### Exercise description
Every line from the beginning of the records below up to the one holding "pub trait CertaintySource" should be quoted exactly; leave out the rest.

[Dataset records]

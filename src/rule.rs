//! Rule data model: conditions, compound antecedents, and rules.
//!
//! A [`Condition`] is a leaf assertion (`today is rain`). An [`Antecedent`] is
//! an expression tree over conditions; the surface grammar only produces flat
//! uniform conjunctions or disjunctions, but the tree is general so rules can
//! be built programmatically. A [`Rule`] pairs an antecedent with the single
//! condition it concludes and the rule author's stated certainty.
//!
//! Antecedent evaluation is pure: conjunction takes the minimum of its clause
//! certainties (a conjunction is no more certain than its weakest clause),
//! disjunction the maximum.

use std::collections::HashMap;
use std::fmt;

use serde::{Deserialize, Serialize};

use crate::cf::Cf;

/// A leaf assertion: a subject in a state, e.g. `today is rain`.
///
/// Used both as an evidence key and as an antecedent/consequent operand.
#[derive(Debug, Clone, PartialEq, Eq, Hash, Serialize, Deserialize)]
pub struct Condition {
    pub subject: String,
    pub state: String,
}

impl Condition {
    /// Create a condition from a subject and a state.
    pub fn new(subject: impl Into<String>, state: impl Into<String>) -> Self {
        Self {
            subject: subject.into(),
            state: state.into(),
        }
    }
}

impl fmt::Display for Condition {
    fn fmt(&self, f: &mut fmt::Formatter<'_>) -> fmt::Result {
        write!(f, "{} is {}", self.subject, self.state)
    }
}

/// A source of current certainties for conditions.
///
/// Returns `None` for a condition with no asserted or derived value, keeping
/// "unknown" distinguishable from an explicit certainty of 0 — evaluation
/// treats both as [`Cf::UNKNOWN`], but diagnostics can tell them apart.
pub trait CertaintySource {
    fn certainty(&self, condition: &Condition) -> Option<Cf>;
}

impl CertaintySource for HashMap<Condition, Cf> {
    fn certainty(&self, condition: &Condition) -> Option<Cf> {
        self.get(condition).copied()
    }
}

/// The evidence-side expression of a rule.
#[derive(Debug, Clone, PartialEq, Serialize, Deserialize)]
pub enum Antecedent {
    /// A single condition, looked up directly in the certainty source.
    Fact(Condition),
    /// Conjunction: certainty is the minimum over the clauses.
    All(Vec<Antecedent>),
    /// Disjunction: certainty is the maximum over the clauses.
    Any(Vec<Antecedent>),
}

impl Antecedent {
    /// Evaluate this antecedent against a certainty source.
    ///
    /// Pure and referentially transparent: repeated calls with the same
    /// inputs return identical output. Unknown leaves evaluate to
    /// [`Cf::UNKNOWN`]; negative certainties participate in min/max like any
    /// other value, so a disconfirmed clause drags a conjunction negative.
    pub fn eval<S: CertaintySource + ?Sized>(&self, source: &S) -> Cf {
        match self {
            Antecedent::Fact(condition) => source.certainty(condition).unwrap_or(Cf::UNKNOWN),
            Antecedent::All(clauses) => fold_eval(clauses, source, f64::min),
            Antecedent::Any(clauses) => fold_eval(clauses, source, f64::max),
        }
    }

    /// Collect every leaf condition in this antecedent, in clause order.
    pub fn facts(&self) -> Vec<&Condition> {
        let mut out = Vec::new();
        self.collect_facts(&mut out);
        out
    }

    fn collect_facts<'a>(&'a self, out: &mut Vec<&'a Condition>) {
        match self {
            Antecedent::Fact(condition) => out.push(condition),
            Antecedent::All(clauses) | Antecedent::Any(clauses) => {
                for clause in clauses {
                    clause.collect_facts(out);
                }
            }
        }
    }
}

fn fold_eval<S: CertaintySource + ?Sized>(
    clauses: &[Antecedent],
    source: &S,
    pick: fn(f64, f64) -> f64,
) -> Cf {
    let mut folded: Option<f64> = None;
    for clause in clauses {
        let value = clause.eval(source).get();
        folded = Some(match folded {
            None => value,
            Some(acc) => pick(acc, value),
        });
    }
    // min/max of in-range values stays in range; an empty clause list (which
    // the parser never produces) evaluates to unknown.
    folded.and_then(Cf::new).unwrap_or(Cf::UNKNOWN)
}

impl fmt::Display for Antecedent {
    fn fmt(&self, f: &mut fmt::Formatter<'_>) -> fmt::Result {
        match self {
            Antecedent::Fact(condition) => write!(f, "{condition}"),
            Antecedent::All(clauses) => write_joined(f, clauses, "AND"),
            Antecedent::Any(clauses) => write_joined(f, clauses, "OR"),
        }
    }
}

fn write_joined(f: &mut fmt::Formatter<'_>, clauses: &[Antecedent], connective: &str) -> fmt::Result {
    for (i, clause) in clauses.iter().enumerate() {
        if i > 0 {
            write!(f, " {connective} ")?;
        }
        match clause {
            Antecedent::Fact(condition) => write!(f, "{condition}")?,
            nested => write!(f, "({nested})")?,
        }
    }
    Ok(())
}

/// A single if-then rule with its stated certainty.
///
/// Immutable once parsed. Duplicate rules for the same consequent are allowed
/// and all contribute to the combined certainty.
#[derive(Debug, Clone, PartialEq, Serialize, Deserialize)]
pub struct Rule {
    pub antecedent: Antecedent,
    pub consequent: Condition,
    pub cf: Cf,
}

impl Rule {
    /// Create a rule.
    pub fn new(antecedent: Antecedent, consequent: Condition, cf: Cf) -> Self {
        Self {
            antecedent,
            consequent,
            cf,
        }
    }

    /// The certainty this rule contributes toward its consequent, given the
    /// current certainty of its antecedent.
    ///
    /// A non-positive antecedent certainty still contributes: the product may
    /// be zero (no effect under combination) or negative (degrading or
    /// reversing the conclusion).
    pub fn fired_cf(&self, antecedent_cf: Cf) -> Cf {
        antecedent_cf.scale(self.cf)
    }
}

impl fmt::Display for Rule {
    fn fmt(&self, f: &mut fmt::Formatter<'_>) -> fmt::Result {
        write!(f, "{} then {} \\cf {}", self.antecedent, self.consequent, self.cf)
    }
}

#[cfg(test)]
mod tests {
    use super::*;

    fn cf(value: f64) -> Cf {
        Cf::new(value).unwrap()
    }

    fn source(entries: &[(&str, &str, f64)]) -> HashMap<Condition, Cf> {
        entries
            .iter()
            .map(|&(subject, state, value)| (Condition::new(subject, state), cf(value)))
            .collect()
    }

    #[test]
    fn fact_reads_the_source() {
        let src = source(&[("today", "rain", 0.8)]);
        let fact = Antecedent::Fact(Condition::new("today", "rain"));
        assert_eq!(fact.eval(&src).get(), 0.8);
    }

    #[test]
    fn unknown_fact_evaluates_to_zero() {
        let src = source(&[]);
        let fact = Antecedent::Fact(Condition::new("today", "rain"));
        assert_eq!(fact.eval(&src).get(), 0.0);
    }

    #[test]
    fn single_operand_conjunction_and_disjunction() {
        let src = source(&[("today", "rain", 0.7)]);
        let fact = Antecedent::Fact(Condition::new("today", "rain"));
        assert_eq!(Antecedent::All(vec![fact.clone()]).eval(&src).get(), 0.7);
        assert_eq!(Antecedent::Any(vec![fact]).eval(&src).get(), 0.7);
    }

    #[test]
    fn conjunction_is_the_minimum() {
        let src = source(&[("a", "x", 0.9), ("b", "y", 0.3), ("c", "z", 0.6)]);
        let all = Antecedent::All(vec![
            Antecedent::Fact(Condition::new("a", "x")),
            Antecedent::Fact(Condition::new("b", "y")),
            Antecedent::Fact(Condition::new("c", "z")),
        ]);
        assert_eq!(all.eval(&src).get(), 0.3);
    }

    #[test]
    fn disjunction_is_the_maximum() {
        let src = source(&[("a", "x", -0.9), ("b", "y", 0.3), ("c", "z", 0.6)]);
        let any = Antecedent::Any(vec![
            Antecedent::Fact(Condition::new("a", "x")),
            Antecedent::Fact(Condition::new("b", "y")),
            Antecedent::Fact(Condition::new("c", "z")),
        ]);
        assert_eq!(any.eval(&src).get(), 0.6);
    }

    #[test]
    fn mixed_sign_conjunction_goes_negative() {
        let src = source(&[("a", "x", 0.9), ("b", "y", -0.4)]);
        let all = Antecedent::All(vec![
            Antecedent::Fact(Condition::new("a", "x")),
            Antecedent::Fact(Condition::new("b", "y")),
        ]);
        assert_eq!(all.eval(&src).get(), -0.4);
    }

    #[test]
    fn evaluation_is_idempotent() {
        let src = source(&[("a", "x", 0.9), ("b", "y", 0.2)]);
        let all = Antecedent::All(vec![
            Antecedent::Fact(Condition::new("a", "x")),
            Antecedent::Fact(Condition::new("b", "y")),
        ]);
        let first = all.eval(&src);
        let second = all.eval(&src);
        assert_eq!(first, second);
    }

    #[test]
    fn fired_cf_scales_and_preserves_sign() {
        let rule = Rule::new(
            Antecedent::Fact(Condition::new("today", "rain")),
            Condition::new("tomorrow", "dry"),
            cf(0.6),
        );
        assert_eq!(rule.fired_cf(cf(1.0)).get(), 0.6);
        assert_eq!(rule.fired_cf(cf(0.0)).get(), 0.0);
        assert_eq!(rule.fired_cf(cf(-0.5)).get(), -0.3);
    }

    #[test]
    fn facts_collects_leaves_in_order() {
        let all = Antecedent::All(vec![
            Antecedent::Fact(Condition::new("a", "x")),
            Antecedent::Fact(Condition::new("b", "y")),
        ]);
        let facts = all.facts();
        assert_eq!(facts.len(), 2);
        assert_eq!(facts[0].subject, "a");
        assert_eq!(facts[1].subject, "b");
    }

    #[test]
    fn rule_display_round_trips_the_grammar_shape() {
        let rule = Rule::new(
            Antecedent::All(vec![
                Antecedent::Fact(Condition::new("today", "rain")),
                Antecedent::Fact(Condition::new("rainfall", "low")),
            ]),
            Condition::new("tomorrow", "dry"),
            cf(0.6),
        );
        assert_eq!(
            rule.to_string(),
            "today is rain AND rainfall is low then tomorrow is dry \\cf 0.6"
        );
    }
}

### Written response
filename src/rule.rs
//! Rule data model: conditions, compound antecedents, and rules.
//!
//! A [`Condition`] is a leaf assertion (`today is rain`). An [`Antecedent`] is
//! an expression tree over conditions; the surface grammar only produces flat
//! uniform conjunctions or disjunctions, but the tree is general so rules can
//! be built programmatically. A [`Rule`] pairs an antecedent with the single
//! condition it concludes and the rule author's stated certainty.
//!
//! Antecedent evaluation is pure: conjunction takes the minimum of its clause
//! certainties (a conjunction is no more certain than its weakest clause),
//! disjunction the maximum.

use std::collections::HashMap;
use std::fmt;

use serde::{Deserialize, Serialize};

use crate::cf::Cf;

/// A leaf assertion: a subject in a state, e.g. `today is rain`.
///
/// Used both as an evidence key and as an antecedent/consequent operand.
#[derive(Debug, Clone, PartialEq, Eq, Hash, Serialize, Deserialize)]
pub struct Condition {
    pub subject: String,
    pub state: String,
}

impl Condition {
    /// Create a condition from a subject and a state.
    pub fn new(subject: impl Into<String>, state: impl Into<String>) -> Self {
        Self {
            subject: subject.into(),
            state: state.into(),
        }
    }
}

impl fmt::Display for Condition {
    fn fmt(&self, f: &mut fmt::Formatter<'_>) -> fmt::Result {
        write!(f, "{} is {}", self.subject, self.state)
    }
}

/// A source of current certainties for conditions.
///
/// Returns `None` for a condition with no asserted or derived value, keeping
/// "unknown" distinguishable from an explicit certainty of 0 — evaluation
/// treats both as [`Cf::UNKNOWN`], but diagnostics can tell them apart.
pub trait CertaintySource {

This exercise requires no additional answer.